-- WORK TASK --
Up to and including the line with "pub enum TranscribeError", reproduce the listing below exactly, beginning at its first line.

RECORDS Start Marker

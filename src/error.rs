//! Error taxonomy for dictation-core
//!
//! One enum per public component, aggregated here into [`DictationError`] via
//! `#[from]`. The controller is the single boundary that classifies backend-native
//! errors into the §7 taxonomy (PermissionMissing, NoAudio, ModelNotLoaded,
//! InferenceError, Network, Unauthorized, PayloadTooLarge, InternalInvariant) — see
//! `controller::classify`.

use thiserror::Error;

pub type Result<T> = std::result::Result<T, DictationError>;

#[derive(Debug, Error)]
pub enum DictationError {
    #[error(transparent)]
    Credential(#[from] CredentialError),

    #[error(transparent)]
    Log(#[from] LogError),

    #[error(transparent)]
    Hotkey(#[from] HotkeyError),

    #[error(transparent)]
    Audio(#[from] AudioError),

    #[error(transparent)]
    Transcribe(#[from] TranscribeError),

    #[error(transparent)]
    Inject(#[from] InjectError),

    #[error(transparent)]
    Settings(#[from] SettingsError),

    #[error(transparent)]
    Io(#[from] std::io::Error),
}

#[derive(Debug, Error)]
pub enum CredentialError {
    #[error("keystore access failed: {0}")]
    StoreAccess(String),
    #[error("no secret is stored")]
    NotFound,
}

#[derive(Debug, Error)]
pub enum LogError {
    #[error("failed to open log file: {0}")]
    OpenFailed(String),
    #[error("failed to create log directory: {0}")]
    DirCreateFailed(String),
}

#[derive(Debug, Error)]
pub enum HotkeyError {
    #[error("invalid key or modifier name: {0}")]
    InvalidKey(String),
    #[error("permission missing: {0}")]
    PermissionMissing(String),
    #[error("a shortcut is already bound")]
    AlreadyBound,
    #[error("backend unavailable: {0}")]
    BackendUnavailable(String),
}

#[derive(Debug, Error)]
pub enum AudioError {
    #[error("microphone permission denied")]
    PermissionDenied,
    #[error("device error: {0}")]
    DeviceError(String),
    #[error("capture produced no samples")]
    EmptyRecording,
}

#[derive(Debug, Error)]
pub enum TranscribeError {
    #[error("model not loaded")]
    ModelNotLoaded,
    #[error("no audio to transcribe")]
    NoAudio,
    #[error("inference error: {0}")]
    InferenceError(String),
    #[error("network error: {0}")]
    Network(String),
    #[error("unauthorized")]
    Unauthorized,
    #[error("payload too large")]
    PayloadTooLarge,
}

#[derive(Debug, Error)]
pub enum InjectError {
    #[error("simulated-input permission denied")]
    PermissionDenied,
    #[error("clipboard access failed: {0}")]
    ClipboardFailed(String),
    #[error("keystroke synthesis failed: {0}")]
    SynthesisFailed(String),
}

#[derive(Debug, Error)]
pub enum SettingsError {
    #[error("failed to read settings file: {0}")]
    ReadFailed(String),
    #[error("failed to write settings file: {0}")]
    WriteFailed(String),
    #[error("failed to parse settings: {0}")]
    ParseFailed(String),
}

RECORDS End Marker

-- SOLUTION TO THIS TASK --
filename src/error.rs
//! Error taxonomy for dictation-core
//!
//! One enum per public component, aggregated here into [`DictationError`] via
//! `#[from]`. The controller is the single boundary that classifies backend-native
//! errors into the §7 taxonomy (PermissionMissing, NoAudio, ModelNotLoaded,
//! InferenceError, Network, Unauthorized, PayloadTooLarge, InternalInvariant) — see
//! `controller::classify`.

use thiserror::Error;

pub type Result<T> = std::result::Result<T, DictationError>;

#[derive(Debug, Error)]
pub enum DictationError {
    #[error(transparent)]
    Credential(#[from] CredentialError),

    #[error(transparent)]
    Log(#[from] LogError),

    #[error(transparent)]
    Hotkey(#[from] HotkeyError),

    #[error(transparent)]
    Audio(#[from] AudioError),

    #[error(transparent)]
    Transcribe(#[from] TranscribeError),

    #[error(transparent)]
    Inject(#[from] InjectError),

    #[error(transparent)]
    Settings(#[from] SettingsError),

    #[error(transparent)]
    Io(#[from] std::io::Error),
}

#[derive(Debug, Error)]
pub enum CredentialError {
    #[error("keystore access failed: {0}")]
    StoreAccess(String),
    #[error("no secret is stored")]
    NotFound,
}

#[derive(Debug, Error)]
pub enum LogError {
    #[error("failed to open log file: {0}")]
    OpenFailed(String),
    #[error("failed to create log directory: {0}")]
    DirCreateFailed(String),
}

#[derive(Debug, Error)]
pub enum HotkeyError {
    #[error("invalid key or modifier name: {0}")]
    InvalidKey(String),
    #[error("permission missing: {0}")]
    PermissionMissing(String),
    #[error("a shortcut is already bound")]
    AlreadyBound,
    #[error("backend unavailable: {0}")]
    BackendUnavailable(String),
}

#[derive(Debug, Error)]
pub enum AudioError {
    #[error("microphone permission denied")]
    PermissionDenied,
    #[error("device error: {0}")]
    DeviceError(String),
    #[error("capture produced no samples")]
    EmptyRecording,
}

#[derive(Debug, Error)]
pub enum TranscribeError {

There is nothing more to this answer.